Intervention de Matthieu Schuler

Réunion du mercredi 6 septembre 2023 à 10h10
Commission d'enquête sur les causes de l'incapacité de la france à atteindre les objectifs des plans successifs de maîtrise des impacts des produits phytosanitaires sur la santé humaine et environnementale et notamment sur les conditions de l'exercice des missions des autorités publiques en charge de la sécurité sanitaire

Matthieu Schuler, directeur général délégué du pôle Sciences pour l'Expertise à l'Agence Nationale Sécurité Sanitaire Alimentaire Nationale (ANSES) :

La comparaison avec le passé est très difficile : en 1998, lorsque la directive sur l'eau a instauré la fameuse limite de qualité de 0,1 microgramme par litre, c'était presque le seuil de ce que l'on savait mesurer. C'est pour cette raison que M. Rosin appelait à la prudence : la fréquence de détection d'une molécule est directement liée à la performance technique.

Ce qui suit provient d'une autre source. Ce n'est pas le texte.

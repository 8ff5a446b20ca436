use glam::{Mat4, UVec2, Vec2, Vec3};
use prism_gfx::raytracing::acceleration::{GfxHit, GfxRay};
use prism_gfx::resources::image::GfxImage2D;
use prism_render_interface::pipeline_settings::{PipelineSettings, VisibilityMode};
use prism_scene::gpu_scene::GpuScene;
use prism_scene::gpu_scene::helper::project_to_uv;
use prism_scene::intersection::RayIntersection;
use prism_scene::shading::light::{LightInstance, ShadingPoint};
use prism_scene::shading::material::{MaterialParameters, MaterialShaderKind};

use crate::resources::frame_buffers::{GBufferTexel, VisibilityTexel};

/// 自相交的偏移量
pub const RAY_EPSILON: f32 = 1e-4;
/// 线框的宽度（像素）
const WIREFRAME_WIDTH_PX: f32 = 0.75;
/// 半透明层数上限
const MAX_TRANSPARENT_LAYERS: u32 = 16;

/// 主 pass 共享的只读数据
pub struct PassContext<'a> {
    pub scene: &'a GpuScene,
    pub settings: &'a PipelineSettings,
    /// 本帧所有可以求值的光源
    pub lights: Vec<LightInstance>,
    /// visibility buffer，只有 `VisibilityMode::Rasterized` 时存在
    pub visibility: Option<&'a GfxImage2D<VisibilityTexel>>,
    pub extent: UVec2,
    pub frame_id: u64,
}
// new & init
impl<'a> PassContext<'a> {
    pub fn new(
        scene: &'a GpuScene,
        settings: &'a PipelineSettings,
        visibility: &'a GfxImage2D<VisibilityTexel>,
        frame_id: u64,
    ) -> Self {
        Self {
            scene,
            settings,
            lights: scene.light_instances(),
            visibility: (settings.visibility_mode == VisibilityMode::Rasterized).then_some(visibility),
            extent: visibility.extent(),
            frame_id,
        }
    }
}
// query
impl PassContext<'_> {
    #[inline]
    pub fn pixel_index(&self, pixel: UVec2) -> u64 {
        (pixel.y * self.extent.x + pixel.x) as u64
    }

    /// 像素中心的主光线与第一个命中点
    pub fn primary_hit(&self, pixel: UVec2) -> (GfxRay, RayIntersection) {
        let ray = self.scene.primary_ray(pixel.as_vec2() + 0.5);
        let Some(visibility) = self.visibility else {
            return (ray, self.scene.intersect(&ray));
        };

        let texel = visibility.load(pixel);
        if texel.is_empty() {
            return (ray, RayIntersection::invalid());
        }
        let hit = GfxHit {
            instance_index: texel.instance_id,
            primitive_index: texel.primitive_id,
            barycentrics: texel.barycentrics,
            t: 0.0,
        };
        let mut isect = self.scene.intersect_hit(&ray, &hit);
        isect.t = isect.depth;
        (ray, isect)
    }

    /// 未命中时看到的环境光
    pub fn ambient_radiance(&self, direction: Vec3) -> Vec3 {
        self.lights
            .iter()
            .filter(|light| light.is_ambient())
            .fold(Vec3::ZERO, |acc, light| acc + light.le(-direction))
    }

    /// 光源采样的 shadow ray 是否被遮挡
    pub fn occluded(&self, p: &ShadingPoint, direction: Vec3, distance: f32) -> bool {
        let origin = offset_origin(p.position, p.normal, direction);
        let t_max = if distance.is_finite() { distance * (1.0 - 1e-3) - RAY_EPSILON } else { f32::INFINITY };
        if t_max <= RAY_EPSILON {
            return false;
        }
        self.scene.has_hit(&GfxRay::new(origin, direction).with_range(RAY_EPSILON, t_max))
    }

    /// 命中点的材质与着色参数
    pub fn surface(&self, isect: &RayIntersection, w_o: Vec3) -> (MaterialShaderKind, MaterialParameters) {
        let material = self.scene.material(isect.material_id);
        let kind = MaterialShaderKind::from_tag(material.shader_type);
        (kind, kind.calc_material_parameters(&material, isect, w_o))
    }

    /// 第一个命中点是否绘制线框
    pub fn wireframe_enabled(&self, isect: &RayIntersection) -> bool {
        self.settings.wireframe_overlay || self.scene.material(isect.material_id).wireframe != 0
    }

    /// 半透明循环：依次累加每一层的贡献，直到未命中或透射率足够小
    ///
    /// `shade` 返回某一层的出射辐射亮度，`miss` 返回穿透所有层之后看到的辐射亮度。
    pub fn composite_layers(
        &self,
        mut ray: GfxRay,
        mut isect: RayIntersection,
        mut shade: impl FnMut(&GfxRay, &RayIntersection) -> Vec3,
        miss: impl Fn(&GfxRay) -> Vec3,
    ) -> Vec3 {
        let epsilon = self.settings.transmittance_epsilon;
        let mut radiance = Vec3::ZERO;
        let mut transmittance = 1.0;
        let mut layers = 0;
        while isect.valid() && transmittance > epsilon && layers < MAX_TRANSPARENT_LAYERS {
            let alpha = if isect.shape.is_light() {
                1.0
            } else {
                self.scene.material(isect.material_id).alpha.clamp(0.0, 1.0)
            };
            if alpha > 0.0 {
                radiance += transmittance * alpha * shade(&ray, &isect);
            }
            transmittance *= 1.0 - alpha;
            ray = GfxRay::new(isect.position + ray.direction * RAY_EPSILON, ray.direction)
                .with_range(RAY_EPSILON, f32::INFINITY);
            isect = if transmittance > epsilon { self.scene.intersect(&ray) } else { RayIntersection::invalid() };
            layers += 1;
        }
        if !isect.valid() && transmittance > epsilon {
            radiance += transmittance * miss(&ray);
        }
        radiance
    }

    /// 第一个命中点写入 G-buffer 的内容
    pub fn gbuffer_texel(&self, ray: &GfxRay, isect: &RayIntersection, radiance: Vec3) -> GBufferTexel {
        if !isect.valid() {
            return GBufferTexel::miss(radiance);
        }
        let (_, params) = self.surface(isect, -ray.direction);
        GBufferTexel {
            depth: isect.depth,
            normal: params.normal,
            base_color: params.base_color,
            instance_id: isect.instance_id,
            material_id: isect.material_id,
            motion: isect.motion,
            radiance,
        }
    }

    /// 线框叠加：到最近一条边的屏幕距离越小越暗
    pub fn apply_wireframe(&self, pixel: UVec2, isect: &RayIntersection, color: Vec3) -> Vec3 {
        if !isect.valid() || !self.wireframe_enabled(isect) {
            return color;
        }
        let view_proj = self.scene.view().view_proj;
        let Some(distance) = helper::edge_distance_px(&view_proj, &isect.triangle, pixel.as_vec2() + 0.5, self.extent)
        else {
            return color;
        };
        color * (1.0 - (-distance / WIREFRAME_WIDTH_PX).exp())
    }
}

/// 沿法线偏移的光线起点，避免自相交
#[inline]
pub fn offset_origin(position: Vec3, normal: Vec3, direction: Vec3) -> Vec3 {
    let side = if normal.dot(direction) >= 0.0 { 1.0 } else { -1.0 };
    position + normal * (RAY_EPSILON * side)
}

/// 命中光源几何体时的发光
pub fn light_emission(ctx: &PassContext, isect: &RayIntersection, w_o: Vec3) -> Option<(LightInstance, Vec3)> {
    if !isect.shape.is_light() {
        return None;
    }
    let light = ctx.scene.light_instance(isect.shape.light_id)?;
    Some((light, light.le(w_o)))
}

mod helper {
    use super::*;

    /// 像素到三角形三条边在屏幕上的最短距离
    pub fn edge_distance_px(view_proj: &Mat4, triangle: &[Vec3; 3], pixel: Vec2, extent: UVec2) -> Option<f32> {
        let extent = extent.as_vec2();
        let a = project_to_uv(view_proj, triangle[0])? * extent;
        let b = project_to_uv(view_proj, triangle[1])? * extent;
        let c = project_to_uv(view_proj, triangle[2])? * extent;
        Some(segment_distance(pixel, a, b).min(segment_distance(pixel, b, c)).min(segment_distance(pixel, c, a)))
    }

    fn segment_distance(p: Vec2, a: Vec2, b: Vec2) -> f32 {
        let ab = b - a;
        let len2 = ab.length_squared();
        let t = if len2 > 0.0 { ((p - a).dot(ab) / len2).clamp(0.0, 1.0) } else { 0.0 };
        p.distance(a + ab * t)
    }

    #[cfg(test)]
    mod tests {
        use super::*;

        #[test]
        fn test_segment_distance() {
            assert_eq!(segment_distance(Vec2::new(0.5, 1.0), Vec2::ZERO, Vec2::X), 1.0);
            assert_eq!(segment_distance(Vec2::new(3.0, 0.0), Vec2::ZERO, Vec2::X), 2.0);
        }
    }
}

#[cfg(test)]
mod tests {
    use super::*;
    use prism_gfx::commands::command_buffer::GfxCommandBuffer;
    use prism_render_interface::gfx_resource_manager::GfxResourceManager;
    use prism_scene::components::camera::CameraComponent;
    use prism_scene::components::material::MaterialComponent;
    use prism_scene::components::transform::TransformComponent;
    use prism_scene::shapes::quad::Quad;

    fn build_scene(extent: UVec2, setup: impl FnOnce(&mut GpuScene)) -> GpuScene {
        let mut scene = GpuScene::new(extent);
        scene.add_camera(CameraComponent::look_at(Vec3::new(0.0, 0.0, 3.0), Vec3::ZERO));
        setup(&mut scene);
        let mut cmd = GfxCommandBuffer::new("upload");
        cmd.begin();
        let mut resource_manager = GfxResourceManager::new();
        scene.upload_render_data(&mut cmd, &mut resource_manager, 1);
        scene
    }

    fn add_quad(scene: &mut GpuScene, material: &MaterialComponent, transform: TransformComponent) -> u32 {
        let mesh = scene.add_static_mesh(Quad::mesh_data());
        let material = scene.add_material(material);
        scene.set_static_mesh_material(mesh, material);
        let instance = scene.register_instance();
        scene.set_instance_mesh_id(instance, mesh);
        let t = scene.add_transform(&transform);
        scene.bind_transform(instance, t);
        instance
    }

    #[test]
    fn test_composite_layers() {
        let extent = UVec2::new(9, 9);
        let scene = build_scene(extent, |scene| {
            add_quad(scene, &MaterialComponent::diffuse(Vec3::Z), TransformComponent::default());
            let glass = MaterialComponent {
                alpha: 0.25,
                ..MaterialComponent::diffuse(Vec3::X)
            };
            add_quad(
                scene,
                &glass,
                TransformComponent::from_trs(Vec3::Z, glam::Quat::IDENTITY, Vec3::splat(0.5)),
            );
        });
        let settings = PipelineSettings::default();
        let visibility = GfxImage2D::new(extent, VisibilityTexel::EMPTY, "visibility");
        let ctx = PassContext::new(&scene, &settings, &visibility, 1);

        let mut layers = 0;
        let (ray, isect) = ctx.primary_hit(UVec2::new(4, 4));
        let color = ctx.composite_layers(
            ray,
            isect,
            |_, isect| {
                layers += 1;
                ctx.scene.material(isect.material_id).base_color
            },
            |_| Vec3::ONE,
        );
        // 前面 25% 的红色，后面不透明的蓝色挡住背景
        assert_eq!(layers, 2);
        assert!(color.abs_diff_eq(Vec3::new(0.25, 0.0, 0.75), 1e-5), "{color}");

        // 半透明 quad 之外只看到不透明的一层
        let (ray, isect) = ctx.primary_hit(UVec2::new(7, 4));
        let opaque = ctx.composite_layers(
            ray,
            isect,
            |_, isect| ctx.scene.material(isect.material_id).base_color,
            |_| Vec3::ONE,
        );
        assert_eq!(opaque, Vec3::Z);

        let (ray, isect) = ctx.primary_hit(UVec2::ZERO);
        assert!(!isect.valid());
        assert_eq!(ctx.composite_layers(ray, isect, |_, _| Vec3::ZERO, |_| Vec3::ONE), Vec3::ONE);
    }

    #[test]
    fn test_wireframe_overlay() {
        let extent = UVec2::new(33, 33);
        let scene = build_scene(extent, |scene| {
            let wire = MaterialComponent {
                wireframe: true,
                ..MaterialComponent::diffuse(Vec3::ONE)
            };
            add_quad(scene, &wire, TransformComponent::default());
        });
        let settings = PipelineSettings::default();
        let visibility = GfxImage2D::new(extent, VisibilityTexel::EMPTY, "visibility");
        let ctx = PassContext::new(&scene, &settings, &visibility, 1);

        // 画面中心落在两个三角形共享的对角线上
        let center = UVec2::new(16, 16);
        let (_, isect) = ctx.primary_hit(center);
        assert!(ctx.wireframe_enabled(&isect));
        assert!(ctx.apply_wireframe(center, &isect, Vec3::ONE).x < 0.05);

        // 离所有边都有好几个像素
        let inside = UVec2::new(24, 16);
        let (_, isect) = ctx.primary_hit(inside);
        assert!(isect.valid());
        assert!(ctx.apply_wireframe(inside, &isect, Vec3::ONE).x > 0.99);

        let (_, miss) = ctx.primary_hit(UVec2::ZERO);
        assert_eq!(ctx.apply_wireframe(UVec2::ZERO, &miss, Vec3::ONE), Vec3::ONE);
    }

    #[test]
    fn test_wireframe_setting_applies_to_every_material() {
        let extent = UVec2::new(33, 33);
        let scene = build_scene(extent, |scene| {
            add_quad(scene, &MaterialComponent::diffuse(Vec3::ONE), TransformComponent::default());
        });
        let visibility = GfxImage2D::new(extent, VisibilityTexel::EMPTY, "visibility");
        let center = UVec2::new(16, 16);

        let settings = PipelineSettings::default();
        let ctx = PassContext::new(&scene, &settings, &visibility, 1);
        let (_, isect) = ctx.primary_hit(center);
        assert!(!ctx.wireframe_enabled(&isect));
        assert_eq!(ctx.apply_wireframe(center, &isect, Vec3::ONE), Vec3::ONE);

        let settings = PipelineSettings {
            wireframe_overlay: true,
            ..Default::default()
        };
        let ctx = PassContext::new(&scene, &settings, &visibility, 1);
        assert!(ctx.apply_wireframe(center, &isect, Vec3::ONE).x < 0.05);
    }
}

La clef, c'est de s'intéresser à l'évolution longitudinale. C'est ce qui s'est passé pour le S-métolachlore, qui peut rester assez longtemps dans l'environnement et rejoindre les nappes souterraines ; le suivi longitudinal nous a permis de vérifier si les milieux pouvaient absorber cette charge, et s'il y avait un risque, et nous avons estimé que l'utilisation de ce produit entravait la résilience du milieu. Cet exemple illustre aussi le fonctionnement de la pharmacovigilance : l'évaluation ex ante a été faite, l'hypothèse d'un danger était présente, et l'autorisation européenne du S-métolachlore avertissait même qu'une grande vigilance serait nécessaire. L'interdiction ne découle pas d'une absence de préoccupation dans l'autorisation. C'est la pharmacovigilance qui a ensuite mené l'Anses à prendre la décision que vous connaissez.

Notre démarche est-elle complètement empirique ? Il y a une part de capacité technique, bien sûr, mais nous ne lançons pas nos filets complètement au hasard. Dès lors que des contaminants spécifiques posent des problèmes sanitaires, des contrôles sanitaires interviennent : cela a été le cas pour le plomb, lorsqu'il était difficile de suivre l'évolution de l'amélioration du dispositif de distribution, ou pour le chlorure de vinyle monomère, produit cancérogène qui pouvait être relâché par certaines tuyauteries. Nous essayons d'être pragmatiques : nous ne surveillerons pas les mêmes pesticides dans une région où l'élevage prédomine que dans une région où l'on cultive principalement du maïs.

Vous nous demandez s'il est possible de déterminer l'origine des pesticides que nous retrouvons. En règle générale, le spectromètre de masse ne sait pas faire parler la molécule. Prenons l'exemple de l'Ampa (acide aminométhylphosphonique), qui est un métabolite du glyphosate, mais aussi un produit de transformation de certaines substances détergentes ou biocides : nous ne saurons pas dire si l'Ampa retrouvé dans une masse d'eau provient d'un pesticide, d'un biocide ou d'un détergent. Dans certains cas peu fréquents, il existe des signatures ; pour les hydrocarbures aromatiques polycycliques (HAP), la proportion des différents HAP dans la famille permet d'orienter vers une usine d'incinération ou vers la combustion d'un moteur de véhicule, par exemple. Mais rien ne permet de remonter à la source d'une substance isolée. Seule l'enquête sur l'utilisation d'un produit dans un territoire peut nous renseigner. Les agriculteurs ont l'obligation de consigner dans un carnet les traitements qu'ils font, mais nous n'avons pas accès à ces données de manière automatisée, ce qui rend le récolement et donc la mise en perspective compliqués.